Project Work and Best Practices in Python

1. Project Development

Applying Learned Concepts to Real-World Projects

To solidify Python skills, work on projects that incorporate:

  • Data processing (Pandas, NumPy)
  • Web development (Flask/Django)
  • Automation (Scripting)
  • Machine Learning (scikit-learn, TensorFlow)

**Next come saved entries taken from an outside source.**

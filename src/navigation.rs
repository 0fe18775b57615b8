//! This file defines the templates and a convenience function for creating the navigation bar.

use maud::{Markup, html};

use crate::endpoints;

/// Template for a link in the navigation bar.
///
/// It will change appearance if `is_current` is set to
/// `true`. Only one link should be set as active at any one time.
#[derive(Clone)]
struct Link<'a> {
    url: &'a str,
    title: &'a str,
    is_current: bool,
    /// Whether the link is shown in the mobile bottom bar instead of the "More" menu.
    is_primary: bool,
}

impl Link<'_> {
    fn into_desktop_html(self) -> Markup {
        let style = if self.is_current {
            "block py-2 px-3 text-white bg-blue-700 rounded-sm lg:bg-transparent
        lg:text-blue-700 lg:p-0 dark:text-white lg:dark:text-blue-500"
        } else {
            "block py-2 px-3 text-gray-900 rounded-sm hover:bg-gray-100
        lg:hover:bg-transparent lg:border-0 lg:hover:text-blue-700 lg:p-0
        dark:text-white lg:dark:hover:text-blue-500 dark:hover:bg-gray-700
        dark:hover:text-white lg:dark:hover:bg-transparent"
        };

        html!( a href=(self.url) class=(style) { (self.title) } )
    }
}

pub struct NavBar<'a> {
    links: Vec<Link<'a>>,
}

impl NavBar<'_> {
    /// Get the navigation bar.
    ///
    /// If a link matches `active_endpoint`, then that link will be
    /// marked as active and displayed differently in the HTML.
    pub fn new(active_endpoint: &str) -> NavBar<'_> {
        let link = |url: &'static str, title: &'static str, is_primary: bool| Link {
            url,
            title,
            is_current: active_endpoint == url,
            is_primary,
        };

        let links = vec![
            link(endpoints::HOME_VIEW, "Home", true),
            link(endpoints::ENTRIES_VIEW, "Entries", true),
            link(endpoints::CARDS_VIEW, "Cards", true),
            link(endpoints::JARS_VIEW, "Jars", false),
            link(endpoints::CATEGORIES_VIEW, "Categories", false),
            link(endpoints::SUPPLIERS_VIEW, "Suppliers", false),
            link(endpoints::CASH_FLOW_REPORT_VIEW, "Cash Flow", false),
            link(endpoints::DRE_REPORT_VIEW, "DRE", false),
        ];

        NavBar { links }
    }

    pub fn into_html(self) -> Markup {
        let links = self.links;
        let more_is_active = links.iter().any(|link| !link.is_primary && link.is_current);
        let bottom_link_class = |is_current: bool| -> &'static str {
            if is_current {
                "flex w-full min-w-0 items-center justify-center rounded-lg \
                bg-blue-50 px-2.5 py-2 text-xs font-semibold leading-tight \
                text-blue-700 shadow-sm sm:px-4 sm:text-sm \
                dark:bg-blue-900/30 dark:text-blue-200"
            } else {
                "flex w-full min-w-0 items-center justify-center rounded-lg \
                px-2.5 py-2 text-xs font-semibold leading-tight text-gray-600 \
                sm:px-4 sm:text-sm \
                hover:bg-blue-50/70 hover:text-blue-700 dark:text-gray-300 \
                dark:hover:bg-blue-900/20 dark:hover:text-blue-200"
            }
        };
        let more_summary_class = |is_active: bool| -> &'static str {
            if is_active {
                "list-none [&::-webkit-details-marker]:hidden flex w-full min-w-0 \
                items-center justify-center rounded-lg bg-blue-50 px-2.5 py-2 \
                text-xs font-semibold leading-tight sm:px-4 sm:text-sm \
                text-blue-700 shadow-sm cursor-pointer \
                dark:bg-blue-900/30 dark:text-blue-200"
            } else {
                "list-none [&::-webkit-details-marker]:hidden flex w-full min-w-0 \
                items-center justify-center rounded-lg px-2.5 py-2 text-xs \
                font-semibold leading-tight sm:px-4 sm:text-sm \
                text-gray-600 cursor-pointer hover:bg-blue-50/70 hover:text-blue-700 \
                dark:text-gray-300 dark:hover:bg-blue-900/20 \
                dark:hover:text-blue-200"
            }
        };
        let more_item_class = |is_current: bool| -> &'static str {
            if is_current {
                "block rounded-lg bg-blue-50 px-3 py-2 text-blue-700 \
                dark:bg-blue-900/30 dark:text-blue-200"
            } else {
                "block rounded-lg px-3 py-2 text-gray-700 hover:bg-gray-100 \
                hover:text-blue-700 dark:text-gray-200 dark:hover:bg-gray-800/80 \
                dark:hover:text-blue-200"
            }
        };

        html!(
            nav class="bg-white border-gray-200 dark:bg-gray-900"
            {
                div
                    class="max-w-screen-xl flex flex-wrap items-center justify-between mx-auto p-4"
                {
                    a
                        href=(endpoints::HOME_VIEW)
                        class="flex items-center space-x-3 rtl:space-x-reverse"
                    {
                        span
                            class="self-center text-2xl font-semibold whitespace-nowrap dark:text-white"
                        {
                            "Fluxo"
                        }
                    }

                    div class="hidden w-full lg:block lg:w-auto"
                    {
                        ul
                            class="font-medium flex flex-col p-4 lg:p-0 mt-4
                            border border-gray-100 rounded bg-gray-50
                            lg:flex-row lg:space-x-8 rtl:space-x-reverse lg:mt-0
                            lg:border-0 lg:bg-white dark:bg-gray-800
                            lg:dark:bg-gray-900 dark:border-gray-700"
                        {
                            @for link in links.clone().into_iter() {
                                li { (link.into_desktop_html()) }
                            }
                        }
                    }
                }
            }

            nav class="fixed inset-x-0 bottom-0 z-40 lg:hidden"
            {
                div class="mx-auto max-w-screen-xl px-4 pb-4"
                {
                    div
                        class="rounded-xl border border-gray-200 bg-white/95
                        shadow-lg backdrop-blur dark:border-gray-700 dark:bg-gray-900/95"
                    {
                        ul
                            class="grid grid-cols-4 gap-2 px-4 py-3 text-xs font-semibold
                            text-gray-600 dark:text-gray-300"
                            aria-label="Primary"
                        {
                            @for link in links.iter().filter(|link| link.is_primary) {
                                li class="min-w-0" {
                                    a
                                        href=(link.url)
                                        class=(bottom_link_class(link.is_current))
                                        aria-current=[link.is_current.then_some("page")]
                                    {
                                        span class="truncate" { (link.title) }
                                    }
                                }
                            }

                            li class="min-w-0" {
                                details
                                    class="group relative"
                                {
                                    summary
                                        class=(more_summary_class(more_is_active))
                                        aria-current=[more_is_active.then_some("page")]
                                    {
                                        span class="truncate" { "More" }
                                    }

                                    div
                                        class="absolute bottom-full right-0 mb-3 w-40 rounded-xl
                                        border border-gray-200 bg-white/95 p-2 shadow-xl
                                        backdrop-blur dark:border-gray-700 dark:bg-gray-900/95"
                                    {
                                        ul class="flex flex-col gap-1 text-sm font-medium"
                                        {
                                            @for link in links.iter().filter(|link| !link.is_primary) {
                                                li {
                                                    a
                                                        href=(link.url)
                                                        class=(more_item_class(link.is_current))
                                                        aria-current=[link.is_current.then_some("page")]
                                                    {
                                                        (link.title)
                                                    }
                                                }
                                            }
                                        }
                                    }
                                }
                            }
                        }
                    }
                }
            }
        )
    }
}
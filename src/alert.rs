//! Alert system for displaying success and error messages to users.
//!
//! Alerts are rendered as HTML fragments that HTMX swaps into the
//! `#alert-container` element of the base page.

use axum::{
    http::StatusCode,
    response::{IntoResponse, Response},
};
use maud::{Markup, html};

/// An alert message with optional details.
#[derive(Debug, Clone, PartialEq)]
pub enum Alert {
    /// A success message on its own.
    SuccessSimple { message: String },
    /// An error message with details on how to fix it.
    Error { message: String, details: String },
}

impl Alert {
    /// Render the alert as an HTML fragment.
    pub fn into_html(self) -> Markup {
        let (is_error, message, details) = match self {
            Alert::SuccessSimple { message } => (false, message, String::new()),
            Alert::Error { message, details } => (true, message, details),
        };

        let style = if is_error {
            "p-4 mb-4 text-sm text-red-800 rounded-lg bg-red-50 dark:bg-gray-800 \
            dark:text-red-400 shadow"
        } else {
            "p-4 mb-4 text-sm text-green-800 rounded-lg bg-green-50 dark:bg-gray-800 \
            dark:text-green-400 shadow"
        };

        html! {
            div
                id="alert"
                role="alert"
                class=(style)
                data-alert-type=(if is_error { "error" } else { "success" })
            {
                div class="flex justify-between items-start gap-4"
                {
                    div
                    {
                        span class="font-medium" { (message) }

                        @if !details.is_empty() {
                            p class="mt-1" { (details) }
                        }
                    }

                    button
                        type="button"
                        class="font-bold"
                        aria-label="Close"
                        onclick="this.closest('#alert-container').classList.add('hidden')"
                    {
                        "×"
                    }
                }
            }
        }
    }
}

impl IntoResponse for Alert {
    fn into_response(self) -> Response {
        // The status code has to be 200 OK or HTMX will not swap the content.
        (StatusCode::OK, self.into_html()).into_response()
    }
}
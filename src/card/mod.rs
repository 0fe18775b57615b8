//! Credit cards, their limits and statement cycles.

mod create;
mod db;
mod delete;
mod detail;
mod domain;
mod edit;
mod form;
mod list;
mod reset;

pub use create::{create_card_endpoint, get_new_card_page};
pub(crate) use db::save_available_limit;
pub use db::{
    create_card, create_card_table, delete_card, get_all_cards, get_card, total_available_limit,
    update_card,
};
pub use delete::delete_card_endpoint;
pub use detail::get_card_page;
pub use domain::{CardFormData, CreditCard, NewCard};
pub use edit::{get_edit_card_page, update_card_endpoint};
pub use list::get_cards_page;
pub use reset::reset_card_endpoint;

Example Project: Task Manager (CLI)

# task_manager.py
import json
from typing import List, Dict

class TaskManager:
    def __init__(self, filename: str = "tasks.json"):
        self.filename = filename
        self.tasks = self._load_tasks()

    def _load_tasks(self) -> List[Dict]:
        try:
            with open(self.filename, "r") as f:
                return json.load(f)
        except FileNotFoundError:
            return []

    def _save_tasks(self):
        with open(self.filename, "w") as f:
            json.dump(self.tasks, f, indent=4)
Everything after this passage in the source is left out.